Connectivity within the human connectome occurs between multiple neuronal systems-at small to very large spatial scales. Independent component analysis (ICA) is potentially a powerful tool to facilitate multi-scale analyses. However, ICA has yet to be fully evaluated at very low (10 or fewer) and ultra-high dimensionalities (200 or greater). The current investigation used data from the Human Connectome Project (HCP) to determine the following: (1) if larger networks, or meta-networks, are present at low dimensionality, (2) if nuisance sources increase with dimensionality, and (3) if ICA is prone to overfitting. Using bootstrap ICA, results suggested that, at very low dimensionality, ICA spatial maps consisted of Visual/Attention and Default/Control meta-networks. At fewer than 10 components, well-known networks such as the Somatomotor Network were absent from results. At high dimensionality, nuisance sources were present even in denoised high-quality data but were identifiable by correlation with tissue probability maps. Artifactual overfitting occurred to a minor degree at high dimensionalities. Basic summary statistics on spatial maps (maximum cluster size, maximum component weight, and average weight outside of maximum cluster) quickly and easily separated artifacts from gray matter sources. Lastly, by using weighted averages of bootstrap stability, even ultra-high dimensional ICA resulted in highly reproducible spatial maps. These results demonstrate how ICA can be applied in multi-scale analyses, reliably and accurately reproducing the hierarchy of meta-networks, large-scale networks, and subnetworks, thereby characterizing cortical connectivity across multiple spatial scales.

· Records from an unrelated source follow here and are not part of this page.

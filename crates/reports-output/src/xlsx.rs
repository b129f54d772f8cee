//! Spreadsheet (`.xlsx`) output.

use std::path::Path;

use reports_core::error::Result;
use rust_xlsxwriter::{Format, Workbook, Worksheet};

use crate::table::{Cell, Report, ReportTable};

/// Blank rows left between stacked tables.
pub const TABLE_GAP: u32 = 2;

/// A value as it lands in the worksheet.
#[derive(Debug, Clone, PartialEq)]
pub enum SheetValue {
    Number(f64),
    Text(String),
}

/// One cell write: position, value and whether it is bold.
#[derive(Debug, Clone, PartialEq)]
pub struct PlannedCell {
    pub row: u32,
    pub col: u16,
    pub value: SheetValue,
    pub bold: bool,
}

/// Write `report` to a single worksheet at `path`, tables stacked top to
/// bottom.
pub fn save(report: &Report, path: &Path) -> Result<()> {
    let mut workbook = Workbook::new();
    let bold = Format::new().set_bold();

    let worksheet = workbook.add_worksheet();
    worksheet.set_name(&report.sheet_name)?;

    for cell in plan(report) {
        write_cell(worksheet, &cell, &bold)?;
    }
    worksheet.autofit();

    workbook.save(path)?;
    Ok(())
}

/// Every cell write for `report`, in row order.
///
/// Titles and headers are bold text, integers are numbers, missing values are
/// the text `N/A`, and the totals row is bold.
pub fn plan(report: &Report) -> Vec<PlannedCell> {
    let mut cells = Vec::new();
    for (table, start) in report.tables.iter().zip(start_rows(report)) {
        plan_table(&mut cells, table, start);
    }
    cells
}

/// First row (title row) of every table in the worksheet.
pub fn start_rows(report: &Report) -> Vec<u32> {
    let mut row = 0u32;
    report
        .tables
        .iter()
        .map(|table| {
            let start = row;
            row += table_height(table) + TABLE_GAP;
            start
        })
        .collect()
}

/// Rows a table occupies: title, header, body.
fn table_height(table: &ReportTable) -> u32 {
    2 + table.body().count() as u32
}

fn plan_table(cells: &mut Vec<PlannedCell>, table: &ReportTable, start: u32) {
    cells.push(PlannedCell {
        row: start,
        col: 0,
        value: SheetValue::Text(table.title.clone()),
        bold: true,
    });
    for (col, heading) in table.header.iter().enumerate() {
        cells.push(PlannedCell {
            row: start + 1,
            col: col as u16,
            value: SheetValue::Text(heading.clone()),
            bold: true,
        });
    }

    let mut row = start + 2;
    for values in &table.rows {
        plan_row(cells, row, values, false);
        row += 1;
    }
    if let Some(totals) = &table.totals {
        plan_row(cells, row, totals, true);
    }
}

fn plan_row(cells: &mut Vec<PlannedCell>, row: u32, values: &[Cell], bold: bool) {
    for (col, cell) in values.iter().enumerate() {
        let value = match cell {
            Cell::Integer(n) => SheetValue::Number(*n as f64),
            other => SheetValue::Text(other.plain()),
        };
        cells.push(PlannedCell {
            row,
            col: col as u16,
            value,
            bold,
        });
    }
}

fn write_cell(worksheet: &mut Worksheet, cell: &PlannedCell, bold: &Format) -> Result<()> {
    match (&cell.value, cell.bold) {
        (SheetValue::Number(n), true) => {
            worksheet.write_number_with_format(cell.row, cell.col, *n, bold)?;
        }
        (SheetValue::Number(n), false) => {
            worksheet.write_number(cell.row, cell.col, *n)?;
        }
        (SheetValue::Text(s), true) => {
            worksheet.write_string_with_format(cell.row, cell.col, s, bold)?;
        }
        (SheetValue::Text(s), false) => {
            worksheet.write_string(cell.row, cell.col, s)?;
        }
    }
    Ok(())
}

// ── Tests ──────────────────────────────────────────────────────────────────────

人类连接组内的连通性发生在多个神经元系统之间,空间尺度从小到非常大。独立成分分析(ICA)可能是促进多尺度分析的强大工具。然而,ICA在非常低(10个或更少)和超高维度(200个或更高)下尚未得到充分评估。当前的研究使用了人类连接组计划(HCP)的数据来确定以下几点:(1)在低维度下是否存在更大的网络或元网络;(2)干扰源是否随维度增加;(3)ICA是否容易过拟合。使用自助法ICA,结果表明,在非常低的维度下,ICA空间图由视觉/注意力和默认/控制元网络组成。在少于10个成分时,结果中没有诸如躯体运动网络等知名网络。在高维度下,即使在去噪后的高质量数据中也存在干扰源,但可通过与组织概率图的相关性来识别。在高维度下会出现轻微的人为过拟合。空间图的基本汇总统计量(最大簇大小、最大成分权重和最大簇外的平均权重)能快速轻松地将伪影与灰质源区分开来。最后,通过使用自助法稳定性的加权平均值, 即使是超高维度的ICA也能产生高度可重复的空间图。这些结果证明了ICA如何应用于多尺度分析,可靠且准确地再现元网络、大规模网络和子网的层次结构,从而表征多个空间尺度上的皮质连通性。